> [Exercise objective]
Report back each line of the data that contains the word "type".

Saved data entries:
use actix_web::{web, HttpResponse, Responder};
use log::warn;
use serde_json::json;

use crate::models::AppState;
use crate::websocket::authority::Describe;

/// HTTP handler for the index page
pub async fn index() -> impl Responder {
    HttpResponse::Ok().body("Chess sync server")
}

/// Reports whether a session code is live
pub async fn session_info(path: web::Path<String>, app_state: web::Data<AppState>) -> HttpResponse {
    let code = path.into_inner();
    let authority = match app_state.directory.resolve(&code) {
        Ok(authority) => authority,
        Err(e) => return HttpResponse::NotFound().json(json!({ "error": e.to_string() })),
    };
    match authority.send(Describe).await {
        Ok(info) => HttpResponse::Ok().json(info),
        Err(e) => {
            // stopped between lookup and query
            warn!("Session {} did not answer: {}", code, e);
            HttpResponse::NotFound().json(json!({ "error": format!("session {} not found", code) }))
        }
    }
}

/// Configure the HTTP routes
pub fn configure_routes(cfg: &mut web::ServiceConfig) {
    cfg.service(web::resource("/ws").route(web::get().to(crate::websocket::ws_index)))
        .service(web::resource("/").route(web::get().to(index)))
        .service(web::resource("/sessions/{code}").route(web::get().to(session_info)));
}
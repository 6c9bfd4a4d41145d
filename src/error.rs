use thiserror::Error;

#[derive(Debug, Error)]
pub enum Error {
    #[error("There is no column named {0} in given file")]
    ColumnNotFound(String),

    /// The input ended before a header row could be read.
    #[error("Unexpected end of input: no header row")]
    EndOfInput,

    #[error("Malformed CSV record: {0}")]
    Csv(#[from] csv::Error),

    #[error("Unsupported format type: {0}")]
    UnsupportedFormat(String),

    #[error("I/O error: {0}")]
    Io(#[from] std::io::Error),

    #[error("JSON encoding failed: {0}")]
    Json(#[from] serde_json::Error),

    #[error("YAML encoding failed: {0}")]
    Yaml(#[from] serde_yaml::Error),
}

pub type Result<T> = std::result::Result<T, Error>;
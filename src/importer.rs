use anyhow::{Context, Result};
use std::fs::File;
use std::io::BufReader;
use std::time::Instant;
use tracing::info;

use crate::{counter, source::CsvEmailSource, stats::DomainReport, utils, Args};

/// Counts email domains in `args.input`.
pub fn import_customers(args: &Args) -> Result<DomainReport> {
    let start_time = Instant::now();
    info!(action = "start", component = "importer", input = ?args.input, column = %args.column, "Reading customer file");

    let file = File::open(&args.input)
        .with_context(|| format!("Error opening file: {}", args.input.display()))?;

    let mut source = CsvEmailSource::new(BufReader::new(file), &args.column)
        .context("Error creating CSV email reader")?;
    info!(action = "resolve", component = "importer", column_index = source.email_column(), "Email column located");

    let report = counter::count_domains(&mut source).context("Error counting email domains")?;

    info!(
        action = "complete",
        component = "importer",
        unique_domains = report.domains.len(),
        duration_ms = start_time.elapsed().as_millis(),
        "Customer file processed"
    );
    Ok(report)
}

/// Writes the report to `args.output_file`, or stdout when none is given.
pub fn write_report(report: &DomainReport, args: &Args) -> Result<()> {
    let mut sink = utils::open_output(args.output_file.as_deref())?;
    report
        .write_as(&mut *sink, args.format)
        .context("Error writing results")?;

    info!(action = "write", component = "report", format = %args.format, output = ?args.output_file, "Report written");
    Ok(())
}

pub fn run(args: &Args) -> Result<DomainReport> {
    let report = import_customers(args)?;
    write_report(&report, args)?;
    Ok(report)
}

#[cfg(test)]
mod tests {
    use super::*;
    use crate::report::OutputFormat;
    use std::fs;
    use std::path::PathBuf;

    fn args_for(input: PathBuf, output: Option<PathBuf>, format: OutputFormat) -> Args {
        Args {
            input,
            output_file: output,
            column: "email".to_string(),
            format,
            verbose: false,
        }
    }

    #[test]
    fn runs_whole_pipeline_into_file() {
        let dir = tempfile::tempdir().unwrap();
        let input = dir.path().join("customers.csv");
        let output = dir.path().join("out.json");
        fs::write(
            &input,
            "first_name,email\nAnn,ann@mail.com\nBob,bob@gmail.com\nCid,cid@mail.com\nDee,not-an-email\n",
        )
        .unwrap();

        let report = run(&args_for(input, Some(output.clone()), OutputFormat::Json)).unwrap();
        assert_eq!(report.rows_invalid, 1);
        assert_eq!(
            fs::read_to_string(&output).unwrap(),
            "[{\"Name\":\"mail.com\",\"Occurences\":2},{\"Name\":\"gmail.com\",\"Occurences\":1}]\n"
        );
    }

    #[test]
    fn missing_input_mentions_path() {
        let dir = tempfile::tempdir().unwrap();
        let input = dir.path().join("missing.csv");
        let err = import_customers(&args_for(input, None, OutputFormat::Yaml)).unwrap_err();
        assert!(format!("{:#}", err).contains("missing.csv"));
    }

    #[test]
    fn missing_column_is_reported() {
        let dir = tempfile::tempdir().unwrap();
        let input = dir.path().join("customers.csv");
        fs::write(&input, "name,mail\nJohn,john.doe@mail.com\n").unwrap();

        let err = import_customers(&args_for(input, None, OutputFormat::Yaml)).unwrap_err();
        assert!(format!("{:#}", err).contains("There is no column named email"));
    }
}
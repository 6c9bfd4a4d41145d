use std::collections::HashMap;

#[derive(Debug, Clone, PartialEq, Eq)]
pub struct DomainRecord {
    pub name: String,
    pub count: u64,
}

impl DomainRecord {
    pub fn new(name: impl Into<String>, count: u64) -> Self {
        Self {
            name: name.into(),
            count,
        }
    }
}

/// Domains ordered by descending count. Equal counts keep first-seen order.
#[derive(Debug, Clone, Default, PartialEq, Eq)]
pub struct DomainReport {
    pub domains: Vec<DomainRecord>,
    pub rows_read: u64,
    pub rows_invalid: u64,
}

impl DomainReport {
    pub fn total_occurrences(&self) -> u64 {
        self.domains.iter().map(|d| d.count).sum()
    }

    pub fn is_empty(&self) -> bool {
        self.domains.is_empty()
    }
}

/// Per-domain counts in the order domains were first seen.
#[derive(Debug, Default)]
pub struct DomainTally {
    index: HashMap<String, usize>,
    domains: Vec<DomainRecord>,
    rows_read: u64,
    rows_invalid: u64,
}

impl DomainTally {
    pub fn new() -> Self {
        Self::default()
    }

    pub fn record_invalid(&mut self) {
        self.rows_read += 1;
        self.rows_invalid += 1;
    }

    pub fn record_valid(&mut self, domain: &str) {
        self.rows_read += 1;
        self.add(domain, 1);
    }

    fn add(&mut self, domain: &str, count: u64) {
        match self.index.get(domain) {
            Some(&slot) => self.domains[slot].count += count,
            None => {
                self.index.insert(domain.to_string(), self.domains.len());
                self.domains.push(DomainRecord::new(domain, count));
            }
        }
    }

    /// Folds `other` into `self`. Domains new to `self` are appended in `other`'s order.
    pub fn merge(&mut self, other: DomainTally) {
        for record in other.domains {
            self.add(&record.name, record.count);
        }
        self.rows_read += other.rows_read;
        self.rows_invalid += other.rows_invalid;
    }

    pub fn into_report(self) -> DomainReport {
        let mut domains = self.domains;
        // sort_by is stable
        domains.sort_by(|a, b| b.count.cmp(&a.count));
        DomainReport {
            domains,
            rows_read: self.rows_read,
            rows_invalid: self.rows_invalid,
        }
    }
}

> [Completed task]
    #[error("Unsupported format type: {0}")]
pub type Result<T> = std::result::Result<T, Error>;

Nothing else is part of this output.